Имея в виду достаточно распространенную репутацию «Лолиты» как произведения аморального или, по крайней мере, внеморального, кажется удивительным, что Набоков доверил герою наладить, причем более определенно, чем в каком-либо ином из своих романов, связи между этикой, эстетикой и метафизикой. Вот содержание главки длиною всего лишь в страницу, где Гумберт вспоминает, как обратился однажды к католическому священнику, «надеясь вывести из чувства греха существование Высшего Судии» (CII, 346). И, оказывается, этические нормы героя отличаются гораздо большей строгостью, нежели в церкви. «Мне не удалось, — пишет он, — вознестись над тем простым человеческим фактом, что, какое бы духовное утешение я ни снискал, какая бы литофаническая вечность ни была мне уготована, ничто не могло бы заставить мою Лолиту забыть все то дикое, грязное, к чему мое вожделение принудило ее» (CII, 346).

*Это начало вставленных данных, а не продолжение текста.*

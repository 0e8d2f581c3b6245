//! Frame playback diagnostic shell: no permission gate and no asset cache,
//! just the player's create entry plus surface routing into the frame
//! renderer.

#[cfg(target_os = "android")]
mod shell {
	use android_activity::{AndroidApp, MainEvent, PollEvent};
	use log::info;
	use ndk::native_window::NativeWindow;
	use starbridge::surface::{DisplayPlugin, SurfaceRouter};
	use std::os::raw::c_void;
	use std::time::Duration;

	extern "C" {
		fn frame_player_on_create();

		fn frame_render_on_create() -> u64;
		fn frame_render_on_resume(handle: u64);
		fn frame_render_on_pause(handle: u64);
		fn frame_render_on_destroy(handle: u64);
		fn frame_render_on_surface_created(handle: u64, window: *mut c_void);
		fn frame_render_on_surface_changed(handle: u64, window: *mut c_void);
		fn frame_render_on_surface_destroyed(handle: u64);
	}

	struct FrameRenderPlugin {
		handle: u64,
	}

	impl FrameRenderPlugin {
		fn create() -> Self {
			FrameRenderPlugin {
				handle: unsafe { frame_render_on_create() },
			}
		}
	}

	impl DisplayPlugin for FrameRenderPlugin {
		type Surface = NativeWindow;

		fn resumed(&mut self) {
			unsafe { frame_render_on_resume(self.handle) }
		}
		fn paused(&mut self) {
			unsafe { frame_render_on_pause(self.handle) }
		}
		fn surface_created(&mut self, surface: NativeWindow) {
			unsafe { frame_render_on_surface_created(self.handle, surface.ptr().as_ptr().cast()) }
		}
		fn surface_changed(&mut self, surface: NativeWindow) {
			unsafe { frame_render_on_surface_changed(self.handle, surface.ptr().as_ptr().cast()) }
		}
		fn surface_destroyed(&mut self) {
			unsafe { frame_render_on_surface_destroyed(self.handle) }
		}
	}

	impl Drop for FrameRenderPlugin {
		fn drop(&mut self) {
			unsafe { frame_render_on_destroy(self.handle) }
		}
	}

	pub fn main(app: AndroidApp) {
		android_logger::init_once(
			android_logger::Config::default()
				.with_max_level(log::LevelFilter::Info)
				.with_tag("frame_player"),
		);

		unsafe { frame_player_on_create() }
		info!("frame player created, routing surface events");
		let mut router = SurfaceRouter::new(FrameRenderPlugin::create());

		while router.is_active() {
			app.poll_events(Some(Duration::from_millis(100)), |event| {
				if let PollEvent::Main(event) = event {
					match event {
						MainEvent::Resume { .. } => router.resumed(),
						MainEvent::Pause => router.paused(),
						MainEvent::InitWindow { .. } => {
							if let Some(window) = app.native_window() {
								router.surface_created(window);
							}
						}
						MainEvent::WindowResized { .. } => {
							if let Some(window) = app.native_window() {
								router.surface_changed(window);
							}
						}
						MainEvent::TerminateWindow { .. } => router.surface_destroyed(),
						MainEvent::Destroy => router.destroy(),
						_ => {}
					}
				}
			});
		}
	}
}

#[cfg(target_os = "android")]
#[no_mangle]
fn android_main(app: android_activity::AndroidApp) {
	shell::main(app);
}
//! Quest headset shell. Runs the same startup gate and asset unpack as the
//! phone shell, then drives two native collaborators: the quest runtime
//! (plain lifecycle) and the VR display plugin, which additionally needs
//! every surface event together with the raw window handle.

#[cfg(target_os = "android")]
mod shell {
	use android_activity::{AndroidApp, MainEvent, PollEvent};
	use color_eyre::eyre::{eyre, Result};
	use log::{error, info, warn};
	use ndk::native_window::NativeWindow;
	use starbridge::android::{cache_dir, ActivityPermissionHost, BundleAssetSource};
	use starbridge::assets::{self, MANIFEST_NAME};
	use starbridge::lifecycle::{AppRuntime, LifecycleEvent, LifecycleForwarder, Phase};
	use starbridge::permissions::{run_gate, GateOutcome};
	use starbridge::surface::{DisplayPlugin, SurfaceRouter};
	use std::os::raw::c_void;
	use std::time::Duration;

	extern "C" {
		fn quest_runtime_on_create();
		fn quest_runtime_on_resume();
		fn quest_runtime_on_pause();
		fn quest_runtime_on_destroy();

		fn quest_display_on_create() -> u64;
		fn quest_display_on_resume(handle: u64);
		fn quest_display_on_pause(handle: u64);
		fn quest_display_on_destroy(handle: u64);
		fn quest_display_on_surface_created(handle: u64, window: *mut c_void);
		fn quest_display_on_surface_changed(handle: u64, window: *mut c_void);
		fn quest_display_on_surface_destroyed(handle: u64);
	}

	struct QuestRuntime;

	impl AppRuntime for QuestRuntime {
		fn on_create(&mut self) {
			unsafe { quest_runtime_on_create() }
		}
		fn on_resume(&mut self) {
			unsafe { quest_runtime_on_resume() }
		}
		fn on_pause(&mut self) {
			unsafe { quest_runtime_on_pause() }
		}
		fn on_destroy(&mut self) {
			unsafe { quest_runtime_on_destroy() }
		}
	}

	/// Handle-scoped display plugin. The handle comes from the native create
	/// entry and is released on drop, after the router has delivered any
	/// final surface teardown.
	struct QuestDisplayPlugin {
		handle: u64,
	}

	impl QuestDisplayPlugin {
		fn create() -> Self {
			QuestDisplayPlugin {
				handle: unsafe { quest_display_on_create() },
			}
		}
	}

	impl DisplayPlugin for QuestDisplayPlugin {
		type Surface = NativeWindow;

		fn resumed(&mut self) {
			unsafe { quest_display_on_resume(self.handle) }
		}
		fn paused(&mut self) {
			unsafe { quest_display_on_pause(self.handle) }
		}
		fn surface_created(&mut self, surface: NativeWindow) {
			unsafe { quest_display_on_surface_created(self.handle, surface.ptr().as_ptr().cast()) }
		}
		fn surface_changed(&mut self, surface: NativeWindow) {
			unsafe { quest_display_on_surface_changed(self.handle, surface.ptr().as_ptr().cast()) }
		}
		fn surface_destroyed(&mut self) {
			unsafe { quest_display_on_surface_destroyed(self.handle) }
		}
	}

	impl Drop for QuestDisplayPlugin {
		fn drop(&mut self) {
			unsafe { quest_display_on_destroy(self.handle) }
		}
	}

	pub fn main(app: AndroidApp) {
		android_logger::init_once(
			android_logger::Config::default()
				.with_max_level(log::LevelFilter::Info)
				.with_tag("quest_app"),
		);
		if let Err(e) = run(app) {
			error!("quest shell failed during startup: {e:?}");
		}
	}

	fn run(app: AndroidApp) -> Result<()> {
		match run_gate(&mut ActivityPermissionHost::new(&app)) {
			GateOutcome::AlreadyGranted => {}
			GateOutcome::Granted => info!("all permissions granted"),
			GateOutcome::Denied(denied) => warn!("launching without {denied:?}"),
		}

		let cache_root = cache_dir(&app).map_err(|e| eyre!("no cache directory: {e}"))?;
		let bundle = BundleAssetSource::new(&app);
		assets::unpack(&bundle, MANIFEST_NAME, &cache_root)?;

		let mut forwarder = LifecycleForwarder::new(QuestRuntime);
		forwarder.handle(LifecycleEvent::Create);
		let mut router = SurfaceRouter::new(QuestDisplayPlugin::create());

		while forwarder.phase() != Phase::Destroyed {
			app.poll_events(Some(Duration::from_millis(100)), |event| {
				if let PollEvent::Main(event) = event {
					match event {
						MainEvent::Resume { .. } => {
							forwarder.handle(LifecycleEvent::Resume);
							router.resumed();
						}
						MainEvent::Pause => {
							router.paused();
							forwarder.handle(LifecycleEvent::Pause);
						}
						MainEvent::InitWindow { .. } => {
							if let Some(window) = app.native_window() {
								router.surface_created(window);
							}
						}
						MainEvent::WindowResized { .. } => {
							if let Some(window) = app.native_window() {
								router.surface_changed(window);
							}
						}
						MainEvent::TerminateWindow { .. } => router.surface_destroyed(),
						MainEvent::Destroy => {
							// The display plugin goes down before the runtime,
							// surface teardown first.
							router.destroy();
							forwarder.handle(LifecycleEvent::Destroy);
						}
						_ => {}
					}
				}
			});
		}
		Ok(())
	}
}

#[cfg(target_os = "android")]
#[no_mangle]
fn android_main(app: android_activity::AndroidApp) {
	shell::main(app);
}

Таким образом, Гумберт отказывается от личного спасения, ибо, полагает он, преступлению его нет прощения. Все, что он может позволить себе «для смягчения своих страданий», это «унылый и очень местный паллиатив словесного искусства» (CII, 346).

Этическая установка, верность которой декларирует Гумберт, воплощена в приводимом им двустишьи «старого и едва ли существовавшего поэта»:

Так пошлиною нравственности ты
Обложено в нас, чувство красоты!
(CII, 346)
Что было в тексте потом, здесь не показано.